原始的な「御利益宗教」から、一つ進んだ「精神宗教」とでも言いましょうか。
願いをかなえてもらって幸せになるのではなく、自分の精神を安定させて幸せをかなえるという方法(?)なのでしょう。
日本でもあった?
でも、日本の歴史でも同じようなことはありましたよね。
宗教の発展が精神的なものに行くのは必然的なモノなのかもしれません。
日本でも同じように、修行僧が山にこもって禅を組んだりしていたわけです。
日本にだってそういった「精神宗教」があるのです。
禅(ZEN)
さて、この『禅』というものが、今アメリカで大人気だそうで、アップルの創始者スティーブ・ジョブスもファンだったとか。
今ではアメリカ人の禅僧もいるそうです。
(因みに、禅を広めた達磨大師の語源にもなった、サンスクリット語の「dharma」は、アメリカでも一般的な名前としてよく使われていて、コメディードラマの『ダーマ&グレッグ』のダーマもその一人です。ダルマがアメリカでは女性の名前というのは、チョットへんな感じですね。)

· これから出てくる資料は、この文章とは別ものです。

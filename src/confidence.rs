//! Confidence policy
//!
//! Every score attached to an edge or a label classification comes from this
//! table. Call sites name the [`Evidence`] they have; they never pick numbers.
//!
//! | Evidence | Default | Meaning |
//! |---|---|---|
//! | `ParserConfirmed` | 1.00 | explicit target, both endpoints resolved exactly |
//! | `InferredRoutine` | 0.85 | label resolved inside the current routine (no `^ROUTINE`) |
//! | `TopOfRoutine` | 0.80 | `^ROUTINE` only, resolved to the routine's first label |
//! | `LabelOffset` | 0.60 | `LABEL+n`, resolved to the nearest named label |
//! | `AccessKeyword` | 1.00 | access mode taken from SET/KILL/MERGE/$DATA/$ORDER/... |
//! | `AccessDefault` | 0.85 | access mode defaulted to READ |
//! | `FallThrough` | 0.90 | label body ends without an exit |
//! | `FallThroughConditional` | 0.50 | label body ends with a conditional exit |
//! | `ExplicitParent` | 1.00 | subfile parent from the dictionary's UP node |
//! | `DottedParent` | 0.85 | subfile parent inferred from the dotted number |
//! | `EntryByCaller` | 1.00 | label is called from another routine |
//! | `EntryByParams` | 0.80 | label declares formal parameters |
//! | `EntryByRoutineName` | 0.75 | label has the routine's own name |
//! | `EntryByPrefix` | 0.60 | label name starts with EN/EP/START/INIT/BEGIN |
//! | `FunctionByQuit` | 0.95 | label body quits with a value |
//! | `FunctionByInvocation` | 0.70 | label is a `$$` target but no value quit was seen |
//!
//! A trait is assigned when its best evidence reaches the matching threshold
//! (`entry_point_threshold`, `function_threshold`, both 0.5 by default).

use serde::{Deserialize, Serialize};

use crate::error::{GraphError, Result};

/// Qualitative evidence level behind a score
#[derive(Debug, Clone, Copy, PartialEq, Eq, Hash, PartialOrd, Ord, Serialize, Deserialize)]
#[serde(rename_all = "snake_case")]
pub enum Evidence {
    ParserConfirmed,
    InferredRoutine,
    TopOfRoutine,
    LabelOffset,
    AccessKeyword,
    AccessDefault,
    FallThrough,
    FallThroughConditional,
    ExplicitParent,
    DottedParent,
    EntryByCaller,
    EntryByParams,
    EntryByRoutineName,
    EntryByPrefix,
    FunctionByQuit,
    FunctionByInvocation,
}

/// Evidence to score mapping. Overridable from the `[confidence]` config section.
#[derive(Debug, Clone, PartialEq, Serialize, Deserialize)]
#[serde(default)]
pub struct ConfidenceTable {
    pub parser_confirmed: f64,
    pub inferred_routine: f64,
    pub top_of_routine: f64,
    pub label_offset: f64,
    pub access_keyword: f64,
    pub access_default: f64,
    pub fall_through: f64,
    pub fall_through_conditional: f64,
    pub explicit_parent: f64,
    pub dotted_parent: f64,
    pub entry_by_caller: f64,
    pub entry_by_params: f64,
    pub entry_by_routine_name: f64,
    pub entry_by_prefix: f64,
    pub function_by_quit: f64,
    pub function_by_invocation: f64,
    pub entry_point_threshold: f64,
    pub function_threshold: f64,
}

impl Default for ConfidenceTable {
    fn default() -> Self {
        Self {
            parser_confirmed: 1.0,
            inferred_routine: 0.85,
            top_of_routine: 0.8,
            label_offset: 0.6,
            access_keyword: 1.0,
            access_default: 0.85,
            fall_through: 0.9,
            fall_through_conditional: 0.5,
            explicit_parent: 1.0,
            dotted_parent: 0.85,
            entry_by_caller: 1.0,
            entry_by_params: 0.8,
            entry_by_routine_name: 0.75,
            entry_by_prefix: 0.6,
            function_by_quit: 0.95,
            function_by_invocation: 0.7,
            entry_point_threshold: 0.5,
            function_threshold: 0.5,
        }
    }
}

impl ConfidenceTable {
    pub fn score(&self, evidence: Evidence) -> f64 {
        match evidence {
            Evidence::ParserConfirmed => self.parser_confirmed,
            Evidence::InferredRoutine => self.inferred_routine,
            Evidence::TopOfRoutine => self.top_of_routine,
            Evidence::LabelOffset => self.label_offset,
            Evidence::AccessKeyword => self.access_keyword,
            Evidence::AccessDefault => self.access_default,
            Evidence::FallThrough => self.fall_through,
            Evidence::FallThroughConditional => self.fall_through_conditional,
            Evidence::ExplicitParent => self.explicit_parent,
            Evidence::DottedParent => self.dotted_parent,
            Evidence::EntryByCaller => self.entry_by_caller,
            Evidence::EntryByParams => self.entry_by_params,
            Evidence::EntryByRoutineName => self.entry_by_routine_name,
            Evidence::EntryByPrefix => self.entry_by_prefix,
            Evidence::FunctionByQuit => self.function_by_quit,
            Evidence::FunctionByInvocation => self.function_by_invocation,
        }
    }

    /// Every entry must lie in [0, 1]
    pub fn validate(&self) -> Result<()> {
        let entries = [
            ("parser_confirmed", self.parser_confirmed),
            ("inferred_routine", self.inferred_routine),
            ("top_of_routine", self.top_of_routine),
            ("label_offset", self.label_offset),
            ("access_keyword", self.access_keyword),
            ("access_default", self.access_default),
            ("fall_through", self.fall_through),
            ("fall_through_conditional", self.fall_through_conditional),
            ("explicit_parent", self.explicit_parent),
            ("dotted_parent", self.dotted_parent),
            ("entry_by_caller", self.entry_by_caller),
            ("entry_by_params", self.entry_by_params),
            ("entry_by_routine_name", self.entry_by_routine_name),
            ("entry_by_prefix", self.entry_by_prefix),
            ("function_by_quit", self.function_by_quit),
            ("function_by_invocation", self.function_by_invocation),
            ("entry_point_threshold", self.entry_point_threshold),
            ("function_threshold", self.function_threshold),
        ];
        for (name, value) in entries {
            if !(0.0..=1.0).contains(&value) {
                return Err(GraphError::ConfigError {
                    message: format!("confidence.{} = {} is outside [0, 1]", name, value),
                });
            }
        }
        Ok(())
    }
}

禅を「宗教である」とも言いにくいかもしれませんが、仏教の派生ではあるでしょう。
日本には「御利益宗教」だけではないのです。
信じるモノは救われる
しかし、いくら「御利益」のためと言っても、毎朝5時に起きて神社に行く社長さんはエライですよ。
簡単にまねはできません。
人それぞれに願うモノはちがうのです。
健康を願う人もいれば、富を願う人もいるわけですよ。
信心深い人を笑う人もいるでしょうが、この社長さんは、実際に結果も出しているわけです。
人の信じているコトをとやかく言う必要なないのですよ。